===== EXERCISE INPUT

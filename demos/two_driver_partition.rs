//! Registers two toy drivers — one that only claims ADD, one that only
//! claims MUL — builds a graph that needs both plus a CPU-only RELU, and
//! shows the planner splitting it into steps the dispatcher then actually
//! runs: the ADD/MUL steps go through their driver, RELU falls back to
//! the CPU executor inline.

use tensorplan::diag::Diagnostics;
use tensorplan::dispatch;
use tensorplan::driver::{Capabilities, Driver, PreparedModel, Status};
use tensorplan::event::Completer;
use tensorplan::executor::CpuExecutor;
use tensorplan::model::Model;
use tensorplan::planner::{plan, Preference};
use tensorplan::request::Request;
use tensorplan::types::{ElementType, Shape};
use tensorplan::{ModelBuilder, OpKind, Result};

/// A stand-in for a real accelerator's compiled artifact: it owns a copy
/// of the sub-model the planner carved out for it and runs it through the
/// CPU executor, same as a real driver would run it through its own
/// kernels.
struct ToyPreparedModel {
    model: Model,
}

impl PreparedModel for ToyPreparedModel {
    fn execute(&self, request: &mut Request, completer: Completer) {
        let mut diagnostics = Diagnostics::default();
        let outcome = CpuExecutor::run(&self.model, request, &mut diagnostics);
        completer.signal(outcome.map_err(|e| e.kind));
    }
}

struct AddDriver;

impl Driver for AddDriver {
    fn name(&self) -> &str {
        "toy-add-accelerator"
    }
    fn capabilities(&self) -> Capabilities {
        Capabilities::uniform(0.2, 0.5)
    }
    fn status(&self) -> Status {
        Status::Available
    }
    fn supported_operations(&self, model: &Model) -> Vec<bool> {
        model.operations().iter().map(|op| op.kind == OpKind::Add).collect()
    }
    fn prepare_model(&self, model: &Model) -> Result<Box<dyn PreparedModel>> {
        Ok(Box::new(ToyPreparedModel { model: model.clone() }))
    }
}

struct MulDriver;

impl Driver for MulDriver {
    fn name(&self) -> &str {
        "toy-mul-accelerator"
    }
    fn capabilities(&self) -> Capabilities {
        Capabilities::uniform(0.3, 0.3)
    }
    fn status(&self) -> Status {
        Status::Available
    }
    fn supported_operations(&self, model: &Model) -> Vec<bool> {
        model.operations().iter().map(|op| op.kind == OpKind::Mul).collect()
    }
    fn prepare_model(&self, model: &Model) -> Result<Box<dyn PreparedModel>> {
        Ok(Box::new(ToyPreparedModel { model: model.clone() }))
    }
}

fn main() {
    let mut builder = ModelBuilder::new();
    let a = builder.add_operand(ElementType::TensorF32, Shape::new(vec![2])).unwrap();
    let b = builder.add_operand(ElementType::TensorF32, Shape::new(vec![2])).unwrap();
    let sum = builder.add_operand(ElementType::TensorF32, Shape::new(vec![2])).unwrap();
    let activated = builder.add_operand(ElementType::TensorF32, Shape::new(vec![2])).unwrap();
    let scale = builder.add_operand(ElementType::TensorF32, Shape::new(vec![2])).unwrap();
    let product = builder.add_operand(ElementType::TensorF32, Shape::new(vec![2])).unwrap();

    builder.add_operation(OpKind::Add, vec![a, b], vec![sum]).unwrap();
    builder.add_operation(OpKind::Relu, vec![sum], vec![activated]).unwrap();
    builder.add_operation(OpKind::Mul, vec![activated, scale], vec![product]).unwrap();
    builder
        .identify_inputs_and_outputs(vec![a, b, scale], vec![product])
        .unwrap();
    let model = builder.finish().unwrap();

    let drivers: Vec<Box<dyn Driver>> = vec![Box::new(AddDriver), Box::new(MulDriver)];
    let execution_plan = plan(&model, &drivers, Preference::FastSingleAnswer);

    for (i, step) in execution_plan.steps.iter().enumerate() {
        let device = step
            .device
            .map(|d| drivers[d].name().to_string())
            .unwrap_or_else(|| "cpu".to_string());
        println!(
            "step {i}: device={device} operations={:?} inputs={:?} outputs={:?}",
            step.operations, step.inputs, step.outputs
        );
    }

    let mut request = Request::new(&model);
    request.set_input(0, bytemuck::cast_slice(&[1.0f32, -2.0]).to_vec()).unwrap();
    request.set_input(1, bytemuck::cast_slice(&[3.0f32, 1.0]).to_vec()).unwrap();
    request.set_input(2, bytemuck::cast_slice(&[2.0f32, 2.0]).to_vec()).unwrap();
    request.set_output(0, vec![0u8; 8]).unwrap();
    request.start_compute().expect("request validation failed");

    let mut diagnostics = Diagnostics::default();
    let event = dispatch::execute(&model, &execution_plan, &mut request, &drivers, &mut diagnostics);
    event.wait().expect("execution failed");
    println!("{}", diagnostics.render());

    let result: &[f32] = bytemuck::cast_slice(request.output_bytes_mut(0).unwrap());
    println!("product = {result:?}");
}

==========

TASK BRIEF
Go through the entries above and write each one out exactly.

REPLY
filename demos/two_driver_partition.rs
//! Registers two toy drivers — one that only claims ADD, one that only
//! claims MUL — builds a graph that needs both plus a CPU-only RELU, and
//! shows the planner splitting it into steps the dispatcher then actually
//! runs: the ADD/MUL steps go through their driver, RELU falls back to
//! the CPU executor inline.

use tensorplan::diag::Diagnostics;
use tensorplan::dispatch;
use tensorplan::driver::{Capabilities, Driver, PreparedModel, Status};
use tensorplan::event::Completer;
use tensorplan::executor::CpuExecutor;
use tensorplan::model::Model;
use tensorplan::planner::{plan, Preference};
use tensorplan::request::Request;
use tensorplan::types::{ElementType, Shape};
use tensorplan::{ModelBuilder, OpKind, Result};

/// A stand-in for a real accelerator's compiled artifact: it owns a copy
/// of the sub-model the planner carved out for it and runs it through the
/// CPU executor, same as a real driver would run it through its own
/// kernels.
struct ToyPreparedModel {
    model: Model,
}

impl PreparedModel for ToyPreparedModel {
    fn execute(&self, request: &mut Request, completer: Completer) {
        let mut diagnostics = Diagnostics::default();
        let outcome = CpuExecutor::run(&self.model, request, &mut diagnostics);
        completer.signal(outcome.map_err(|e| e.kind));
    }
}

struct AddDriver;

impl Driver for AddDriver {
    fn name(&self) -> &str {
        "toy-add-accelerator"
    }
    fn capabilities(&self) -> Capabilities {
        Capabilities::uniform(0.2, 0.5)
    }
    fn status(&self) -> Status {
        Status::Available
    }
    fn supported_operations(&self, model: &Model) -> Vec<bool> {
        model.operations().iter().map(|op| op.kind == OpKind::Add).collect()
    }
    fn prepare_model(&self, model: &Model) -> Result<Box<dyn PreparedModel>> {
        Ok(Box::new(ToyPreparedModel { model: model.clone() }))
    }
}

struct MulDriver;

impl Driver for MulDriver {
    fn name(&self) -> &str {
        "toy-mul-accelerator"
    }
    fn capabilities(&self) -> Capabilities {
        Capabilities::uniform(0.3, 0.3)
    }
    fn status(&self) -> Status {
        Status::Available
    }
    fn supported_operations(&self, model: &Model) -> Vec<bool> {
        model.operations().iter().map(|op| op.kind == OpKind::Mul).collect()
    }
    fn prepare_model(&self, model: &Model) -> Result<Box<dyn PreparedModel>> {
        Ok(Box::new(ToyPreparedModel { model: model.clone() }))
    }
}

fn main() {
    let mut builder = ModelBuilder::new();
    let a = builder.add_operand(ElementType::TensorF32, Shape::new(vec![2])).unwrap();
    let b = builder.add_operand(ElementType::TensorF32, Shape::new(vec![2])).unwrap();
    let sum = builder.add_operand(ElementType::TensorF32, Shape::new(vec![2])).unwrap();
    let activated = builder.add_operand(ElementType::TensorF32, Shape::new(vec![2])).unwrap();
    let scale = builder.add_operand(ElementType::TensorF32, Shape::new(vec![2])).unwrap();
    let product = builder.add_operand(ElementType::TensorF32, Shape::new(vec![2])).unwrap();

    builder.add_operation(OpKind::Add, vec![a, b], vec![sum]).unwrap();
    builder.add_operation(OpKind::Relu, vec![sum], vec![activated]).unwrap();
    builder.add_operation(OpKind::Mul, vec![activated, scale], vec![product]).unwrap();
    builder
        .identify_inputs_and_outputs(vec![a, b, scale], vec![product])
        .unwrap();
    let model = builder.finish().unwrap();

    let drivers: Vec<Box<dyn Driver>> = vec![Box::new(AddDriver), Box::new(MulDriver)];
    let execution_plan = plan(&model, &drivers, Preference::FastSingleAnswer);

    for (i, step) in execution_plan.steps.iter().enumerate() {
        let device = step
            .device
            .map(|d| drivers[d].name().to_string())
            .unwrap_or_else(|| "cpu".to_string());
        println!(
            "step {i}: device={device} operations={:?} inputs={:?} outputs={:?}",
            step.operations, step.inputs, step.outputs
        );
    }

    let mut request = Request::new(&model);
    request.set_input(0, bytemuck::cast_slice(&[1.0f32, -2.0]).to_vec()).unwrap();
    request.set_input(1, bytemuck::cast_slice(&[3.0f32, 1.0]).to_vec()).unwrap();
    request.set_input(2, bytemuck::cast_slice(&[2.0f32, 2.0]).to_vec()).unwrap();
    request.set_output(0, vec![0u8; 8]).unwrap();
    request.start_compute().expect("request validation failed");

    let mut diagnostics = Diagnostics::default();
    let event = dispatch::execute(&model, &execution_plan, &mut request, &drivers, &mut diagnostics);
    event.wait().expect("execution failed");
    println!("{}", diagnostics.render());

    let result: &[f32] = bytemuck::cast_slice(request.output_bytes_mut(0).unwrap());
    println!("product = {result:?}");
}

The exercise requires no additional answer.